Dr. Richard Bucala, newly appointed as the Waldemar Von Zedtwitz Professor of Medicine, Pathology, and Epidemiology and Public Health, studies immune system regulation with a focus on how protective responses can lead to immunopathology and disease.
Currently, Bucala’s laboratory is leading multidisciplinary efforts to develop immunotherapies tailored to an individual’s genetic makeup. An anti-macrophage migration inhibitory factor antibody developed by the group is undergoing clinical testing in oncology, and an anti-macrophage migration inhibitory factor receptor antibody, recently FDA approved, is under evaluation for the treatment of systemic lupus erythematosus. Bucala also is credited with the discovery of the fibrocyte, which is being targeted therapeutically in different fibrosing disorders.
Bucala is chief of the Department of Internal Medicine’s Section of Rheumatology, Allergy, and Immunology, and Rheumatologist-in-Chief at Yale New Haven Hospital. He teaches at the Schools of Medicine and Public Health, and at Yale College on the topics of inflammation, autoimmunity, immunotherapy, and malaria.
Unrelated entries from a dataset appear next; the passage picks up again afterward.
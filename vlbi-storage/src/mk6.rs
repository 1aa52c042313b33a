//! Mark6 on-disk container format (§6.2, §3.4): a file begins with one
//! [`Mk6FileHeader`], then a sequence of blocks each prefixed with a
//! [`Mk6BlockHeaderV2`]. Multiple chunks of the same recording can share
//! one file, so the reader keeps one fd per file and hands out byte
//! ranges within it rather than opening per-chunk.

use std::collections::HashMap;
use std::fs::File;
use std::io::{Read, Seek, SeekFrom};
use std::path::{Path, PathBuf};
use std::sync::Arc;

use regex::Regex;

use crate::chunk::{ChunkLocation, FileChunk, SuffixInterner};
use crate::error::{Result, StorageError};

pub const MK6_SYNC_WORD: u32 = 0xfeed_6666;
pub const MK6_VERSION: u32 = 2;
pub const MK6_FILE_HEADER_SIZE: usize = 16;
pub const MK6_BLOCK_HEADER_SIZE: usize = 8;
pub const MK6_MIN_BLOCK_SIZE: u64 = 8 * 1024 * 1024;

/// `mk6_file_header` (§3.4): little-endian, fixed 16 bytes.
#[derive(Debug, Clone, Copy, PartialEq, Eq, serde::Serialize)]
pub struct Mk6FileHeader {
    pub sync: u32,
    pub version: u32,
    pub block_size: u32,
    pub packet_format: u16,
    pub packet_size: u16,
}

impl Mk6FileHeader {
    pub fn new(block_size: u32, packet_format: u16, packet_size: u16) -> Self {
        Mk6FileHeader { sync: MK6_SYNC_WORD, version: MK6_VERSION, block_size, packet_format, packet_size }
    }

    pub fn to_bytes(&self) -> [u8; MK6_FILE_HEADER_SIZE] {
        let mut buf = [0u8; MK6_FILE_HEADER_SIZE];
        buf[0..4].copy_from_slice(&self.sync.to_le_bytes());
        buf[4..8].copy_from_slice(&self.version.to_le_bytes());
        buf[8..12].copy_from_slice(&self.block_size.to_le_bytes());
        buf[12..14].copy_from_slice(&self.packet_format.to_le_bytes());
        buf[14..16].copy_from_slice(&self.packet_size.to_le_bytes());
        buf
    }

    pub fn from_bytes(buf: &[u8]) -> Result<Self> {
        if buf.len() < MK6_FILE_HEADER_SIZE {
            return Err(StorageError::NotMark6("truncated file header".into()));
        }
        let sync = u32::from_le_bytes(buf[0..4].try_into().unwrap());
        let version = u32::from_le_bytes(buf[4..8].try_into().unwrap());
        if sync != MK6_SYNC_WORD || version != MK6_VERSION {
            return Err(StorageError::NotMark6("bad magic or unsupported version".into()));
        }
        Ok(Mk6FileHeader {
            sync,
            version,
            block_size: u32::from_le_bytes(buf[8..12].try_into().unwrap()),
            packet_format: u16::from_le_bytes(buf[12..14].try_into().unwrap()),
            packet_size: u16::from_le_bytes(buf[14..16].try_into().unwrap()),
        })
    }
}

/// `mk6_block_header_v2` (§3.4): little-endian, fixed 8 bytes.
#[derive(Debug, Clone, Copy, PartialEq, Eq, serde::Serialize)]
pub struct Mk6BlockHeaderV2 {
    pub block_number: u32,
    pub block_size_including_header: u32,
}

impl Mk6BlockHeaderV2 {
    pub fn to_bytes(&self) -> [u8; MK6_BLOCK_HEADER_SIZE] {
        let mut buf = [0u8; MK6_BLOCK_HEADER_SIZE];
        buf[0..4].copy_from_slice(&self.block_number.to_le_bytes());
        buf[4..8].copy_from_slice(&self.block_size_including_header.to_le_bytes());
        buf
    }

    pub fn from_bytes(buf: &[u8]) -> Result<Self> {
        if buf.len() < MK6_BLOCK_HEADER_SIZE {
            return Err(StorageError::Io(std::io::Error::new(std::io::ErrorKind::UnexpectedEof, "truncated block header")));
        }
        Ok(Mk6BlockHeaderV2 {
            block_number: u32::from_le_bytes(buf[0..4].try_into().unwrap()),
            block_size_including_header: u32::from_le_bytes(buf[4..8].try_into().unwrap()),
        })
    }

    pub fn payload_size(&self) -> u32 {
        self.block_size_including_header - MK6_BLOCK_HEADER_SIZE as u32
    }
}

fn mk6_filename_pattern(recording_stem: &str) -> Result<Regex> {
    Regex::new(&format!("^{}(_ds[^.]+)?$", regex::escape(recording_stem))).map_err(|_| StorageError::InvalidPattern(recording_stem.to_string()))
}

/// Scan one Mark6 file, verifying its magic/version and splitting it
/// into chunks at each block boundary (§4.D).
pub fn scan_mk6_file(path: &Path, recording_stem: &str, interner: &SuffixInterner) -> Result<Vec<FileChunk>> {
    let mut file = File::open(path)?;
    let mut header_buf = [0u8; MK6_FILE_HEADER_SIZE];
    file.read_exact(&mut header_buf)?;
    Mk6FileHeader::from_bytes(&header_buf)?;

    let suffix = path
        .file_stem()
        .and_then(|s| s.to_str())
        .and_then(|s| s.strip_prefix(recording_stem))
        .and_then(|s| s.strip_prefix("_ds"))
        .unwrap_or("");
    let suffix_id = interner.intern(suffix);

    let shared_path = Arc::new(path.to_path_buf());
    let mut chunks = Vec::new();
    let mut position = file.stream_position()?;
    let mut block_number = 0u32;

    loop {
        let mut hdr_buf = [0u8; MK6_BLOCK_HEADER_SIZE];
        match file.read_exact(&mut hdr_buf) {
            Ok(()) => {}
            Err(e) if e.kind() == std::io::ErrorKind::UnexpectedEof => break,
            Err(e) => return Err(e.into()),
        }
        let block_header = Mk6BlockHeaderV2::from_bytes(&hdr_buf)?;
        let payload_offset = position + MK6_BLOCK_HEADER_SIZE as u64;
        chunks.push(FileChunk {
            recording_stem: recording_stem.to_string(),
            chunk_number: block_header.block_number,
            suffix_id,
            location: ChunkLocation::Mk6Block { path: Arc::clone(&shared_path), file_offset: payload_offset },
            size: block_header.payload_size() as u64,
            logical_offset: 0,
        });
        position += block_header.block_size_including_header as u64;
        block_number += 1;
        file.seek(SeekFrom::Start(position))?;
    }
    log::debug!("scanned {} Mark6 blocks from {}", block_number, path.display());
    Ok(chunks)
}

/// Scan every file under `mountpoint` matching the recording's name
/// pattern (one worker per mountpoint in the original; this crate
/// leaves the fan-out to the caller, see `writer.rs`/`vlbi-chain`).
pub fn scan_mountpoint(mountpoint: &Path, recording_stem: &str, interner: &SuffixInterner) -> Result<Vec<FileChunk>> {
    let pattern = mk6_filename_pattern(recording_stem)?;
    let mut chunks = Vec::new();
    for entry in std::fs::read_dir(mountpoint)? {
        let entry = entry?;
        let name = entry.file_name();
        let name = name.to_string_lossy();
        if pattern.is_match(&name) {
            chunks.extend(scan_mk6_file(&entry.path(), recording_stem, interner)?);
        }
    }
    Ok(chunks)
}

/// Mark6 file descriptors are shared across all chunks from the same
/// file; `OpenFile::close` collects unique paths into this set before
/// actually dropping the underlying `File` handles.
pub fn unique_paths(chunks: &[FileChunk]) -> HashMap<PathBuf, ()> {
    let mut seen = HashMap::new();
    for chunk in chunks {
        if let ChunkLocation::Mk6Block { path, .. } = &chunk.location {
            seen.entry(path.as_ref().clone()).or_insert(());
        }
    }
    seen
}

#[cfg(test)]
mod tests {
    use super::*;

    #[test]
    fn file_header_round_trips() {
        let h = Mk6FileHeader::new(8 * 1024 * 1024, 1, 8224);
        let bytes = h.to_bytes();
        assert_eq!(Mk6FileHeader::from_bytes(&bytes).unwrap(), h);
    }

    #[test]
    fn bad_magic_is_rejected() {
        let mut bytes = Mk6FileHeader::new(1, 1, 1).to_bytes();
        bytes[0] = 0;
        assert!(Mk6FileHeader::from_bytes(&bytes).is_err());
    }

    #[test]
    fn block_header_payload_size_excludes_header() {
        let h = Mk6BlockHeaderV2 { block_number: 3, block_size_including_header: 1000 };
        assert_eq!(h.payload_size(), 1000 - MK6_BLOCK_HEADER_SIZE as u32);
    }
}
Bucala received his B.S. and M.S. degrees from Yale in 1979, his Ph.D. from Rockefeller University, and his M.D. from Cornell Medical College. He completed his medical residency at Harvard at the Brigham & Women’s Hospital, and his fellowship in rheumatology at Cornell’s Hospital for Special Surgery.
Bucala was elected to the American Society for Clinical Investigation and the Association of American Physicians. He is editor-in-chief of the American College of Rheumatology’s primary publication, Arthritis & Rheumatology, and has served on numerous advisory boards for the National Institutes of Health, the pharmaceutical industry, academia, and private foundations.